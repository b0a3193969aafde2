//! Commands that require async I/O (network calls), executed on the tokio
//! runtime. Each result is tagged with the fetch ticket it was issued
//! against so the caches can discard superseded responses.

use std::path::Path;

use botdesk_api::{
    NotificationRequest, SaveMessageRequest, SummarizeRequest, VectorDbListResponse,
};
use botdesk_api_client::ApiClient;
use botdesk_core::files::translated_filename;
use botdesk_core::types::{Contact, HistoryRecord};
use tracing::debug;

use crate::cache::FetchTicket;
use crate::dispatch::{FileKind, Mutation, MutationOutcome};
use crate::stores::ContactsKey;

#[derive(Debug, Clone)]
pub enum AsyncCommand {
    FetchContacts(FetchTicket<ContactsKey>),
    FetchHistory(FetchTicket<String>),
    FetchReplySetting(FetchTicket<String>),
    FetchVectorDbs(FetchTicket<()>),
    Mutate(Mutation),
}

#[derive(Debug)]
pub enum CommandResult {
    Contacts(FetchTicket<ContactsKey>, Result<Vec<Contact>, String>),
    History(FetchTicket<String>, Result<Vec<HistoryRecord>, String>),
    ReplySetting(FetchTicket<String>, Result<bool, String>),
    VectorDbs(FetchTicket<()>, Result<VectorDbListResponse, String>),
    Mutated(MutationOutcome),
}

pub async fn execute(cmd: AsyncCommand, client: &ApiClient, downloads_dir: &Path) -> CommandResult {
    match cmd {
        AsyncCommand::FetchContacts(ticket) => {
            debug!(filter = ?ticket.key, "fetching contacts");
            let result = client
                .list_contacts(ticket.key.as_deref())
                .await
                .map_err(|e| e.to_string());
            CommandResult::Contacts(ticket, result)
        }

        AsyncCommand::FetchHistory(ticket) => {
            debug!(contact = %ticket.key, seq = ticket.seq, "fetching history");
            let result = client
                .chat_history(&ticket.key)
                .await
                .map_err(|e| e.to_string());
            CommandResult::History(ticket, result)
        }

        AsyncCommand::FetchReplySetting(ticket) => {
            let result = client
                .reply_setting(&ticket.key)
                .await
                .map(|resp| resp.is_enabled())
                .map_err(|e| e.to_string());
            CommandResult::ReplySetting(ticket, result)
        }

        AsyncCommand::FetchVectorDbs(ticket) => {
            let result = client.list_vector_dbs().await.map_err(|e| e.to_string());
            CommandResult::VectorDbs(ticket, result)
        }

        AsyncCommand::Mutate(mutation) => {
            CommandResult::Mutated(run_mutation(mutation, client, downloads_dir).await)
        }
    }
}

/// Execute one backend write. At most one network call per invocation.
async fn run_mutation(
    mutation: Mutation,
    client: &ApiClient,
    downloads_dir: &Path,
) -> MutationOutcome {
    match mutation {
        Mutation::UpdateReplySetting { contact, enabled } => {
            let result = client
                .set_reply_setting(&contact, enabled)
                .await
                .map(|resp| resp.enabled.unwrap_or(enabled))
                .map_err(|e| e.to_string());
            MutationOutcome::ReplySettingUpdated { contact, result }
        }

        Mutation::SwitchVectorDb { db_path } => {
            let result = client
                .switch_vector_db(&db_path)
                .await
                .map(|_| ())
                .map_err(|e| e.to_string());
            MutationOutcome::VectorDbSwitched { result }
        }

        Mutation::SummarizeChat {
            contact,
            limit,
            target_lang,
        } => {
            let result = client
                .summarize_chat(&SummarizeRequest {
                    contact_id: contact,
                    limit,
                    target_lang,
                })
                .await
                .map_err(|e| e.to_string());
            MutationOutcome::ChatSummary { result }
        }

        Mutation::FetchNotifications { contact, limit } => {
            let result = client
                .chat_notifications(&NotificationRequest {
                    contact_id: contact,
                    limit,
                })
                .await
                .map(|resp| resp.data)
                .map_err(|e| e.to_string());
            MutationOutcome::Notifications { result }
        }

        Mutation::SendTestMessage {
            contact,
            group,
            text,
        } => {
            let now = chrono::Utc::now();
            let text = if text.is_empty() {
                "[empty message]".to_string()
            } else {
                text
            };
            let req = if group {
                SaveMessageRequest::group(&contact, &text, now.timestamp_millis(), now.timestamp())
            } else {
                SaveMessageRequest::private(&contact, &text, now.timestamp_millis(), now.timestamp())
            };
            let result = client
                .save_message(&req)
                .await
                .map(|resp| resp.reply.filter(|r| !r.trim().is_empty()))
                .map_err(|e| e.to_string());
            MutationOutcome::TestMessageSent { result }
        }

        Mutation::ListFiles { contact, kind } => {
            let result = match kind {
                FileKind::Doc => client.list_docs(&contact).await,
                FileKind::Image => client.list_images(&contact).await,
            }
            .map_err(|e| e.to_string());
            MutationOutcome::FilesListed { kind, result }
        }

        Mutation::SummarizeDocs {
            contact,
            limit,
            target_lang,
        } => {
            let result = client
                .summarize_docs(&SummarizeRequest {
                    contact_id: contact,
                    limit,
                    target_lang,
                })
                .await
                .map_err(|e| e.to_string());
            MutationOutcome::DocsSummary { result }
        }

        Mutation::TranslateDoc {
            file_path,
            target_lang,
        } => {
            let result = translate_and_save(
                client.translate_doc(&file_path, &target_lang).await,
                &file_path,
                downloads_dir,
            );
            MutationOutcome::FileTranslated { result }
        }

        Mutation::TranslateImage {
            file_path,
            target_lang,
        } => {
            let result = translate_and_save(
                client.translate_image(&file_path, &target_lang).await,
                &file_path,
                downloads_dir,
            );
            MutationOutcome::FileTranslated { result }
        }
    }
}

/// Save translated bytes under `<stem>_translated.<ext>` in the downloads
/// directory.
fn translate_and_save(
    bytes: Result<Vec<u8>, botdesk_api_client::ClientError>,
    original_path: &str,
    downloads_dir: &Path,
) -> Result<String, String> {
    let bytes = bytes.map_err(|e| e.to_string())?;
    let name = translated_filename(original_path);
    let target = downloads_dir.join(&name);
    std::fs::create_dir_all(downloads_dir).map_err(|e| e.to_string())?;
    std::fs::write(&target, bytes).map_err(|e| e.to_string())?;
    Ok(name)
}
//! Application state and the reactions that coordinate it.
//!
//! The `App` owns the resource caches, the search state, and the UI-only
//! derived state (selection, scroll anchor, modal visibility). All network
//! work is expressed as pending `AsyncCommand`s which the event loop spawns
//! onto the runtime; results come back through `apply_command_result`.

use std::time::Instant;

use botdesk_api::{FileRecord, NotificationItem};
use botdesk_core::search;
use botdesk_core::types::{Contact, HistoryRecord};
use crossterm::event::KeyCode;
use ratatui::widgets::ListState;

use crate::async_ops::{AsyncCommand, CommandResult};
use crate::config::ConsoleConfig;
use crate::debounce::{Debouncer, SEARCH_DEBOUNCE};
use crate::dispatch::{self, FileKind, Mutation, UiEffect};
use crate::notify::ToastChannel;
use crate::stores::Stores;

/// Which panel has keyboard focus.
#[derive(Debug, Clone, Copy, PartialEq, Eq)]
pub enum Focus {
    Contacts,
    Search,
    Actions,
}

impl Focus {
    fn next(self) -> Self {
        match self {
            Self::Contacts => Self::Search,
            Self::Search => Self::Actions,
            Self::Actions => Self::Contacts,
        }
    }
}

/// Modal overlay contents.
#[derive(Debug)]
pub enum Modal {
    /// `None` renders the explicit "no content" placeholder.
    Summary(Option<String>),
    Notifications(Vec<NotificationItem>),
    /// Browsable list of stored docs or images for the selected contact.
    Files {
        kind: FileKind,
        files: Vec<FileRecord>,
        cursor: usize,
    },
}

pub struct App {
    pub config: ConsoleConfig,
    pub stores: Stores,
    pub toasts: ToastChannel,
    pub focus: Focus,

    // ── Contacts panel ────────────────────────────────────────────────
    pub type_filter: Option<String>,
    pub contacts_state: ListState,
    pub selected_contact: Option<String>,

    // ── History / search panel ────────────────────────────────────────
    pub query_input: String,
    pub committed_query: String,
    /// Indices into the selected contact's cached history; derived only
    /// from the committed query, never from an intermediate keystroke.
    pub search_results: Vec<usize>,
    pub debouncer: Debouncer,
    pub history_state: ListState,

    // ── Actions panel ─────────────────────────────────────────────────
    pub vector_db_cursor: usize,
    pub test_message: String,
    pub editing_test_message: bool,
    pub mutation_pending: bool,

    pub modal: Option<Modal>,
    pending_commands: Vec<AsyncCommand>,
}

----------

Transcribe exactly, and only, the lines that extend from the one containing "pub enum Focus" to the end of the records above, inclusive of both.

pub enum Focus {
    Contacts,
    Search,
    Actions,
}

impl Focus {
    fn next(self) -> Self {
        match self {
            Self::Contacts => Self::Search,
            Self::Search => Self::Actions,
            Self::Actions => Self::Contacts,
        }
    }
}

/// Modal overlay contents.
#[derive(Debug)]
pub enum Modal {
    /// `None` renders the explicit "no content" placeholder.
    Summary(Option<String>),
    Notifications(Vec<NotificationItem>),
    /// Browsable list of stored docs or images for the selected contact.
    Files {
        kind: FileKind,
        files: Vec<FileRecord>,
        cursor: usize,
    },
}

pub struct App {
    pub config: ConsoleConfig,
    pub stores: Stores,
    pub toasts: ToastChannel,
    pub focus: Focus,

    // ── Contacts panel ────────────────────────────────────────────────
    pub type_filter: Option<String>,
    pub contacts_state: ListState,
    pub selected_contact: Option<String>,

    // ── History / search panel ────────────────────────────────────────
    pub query_input: String,
    pub committed_query: String,
    /// Indices into the selected contact's cached history; derived only
    /// from the committed query, never from an intermediate keystroke.
    pub search_results: Vec<usize>,
    pub debouncer: Debouncer,
    pub history_state: ListState,

    // ── Actions panel ─────────────────────────────────────────────────
    pub vector_db_cursor: usize,
    pub test_message: String,
    pub editing_test_message: bool,
    pub mutation_pending: bool,

    pub modal: Option<Modal>,
    pending_commands: Vec<AsyncCommand>,
}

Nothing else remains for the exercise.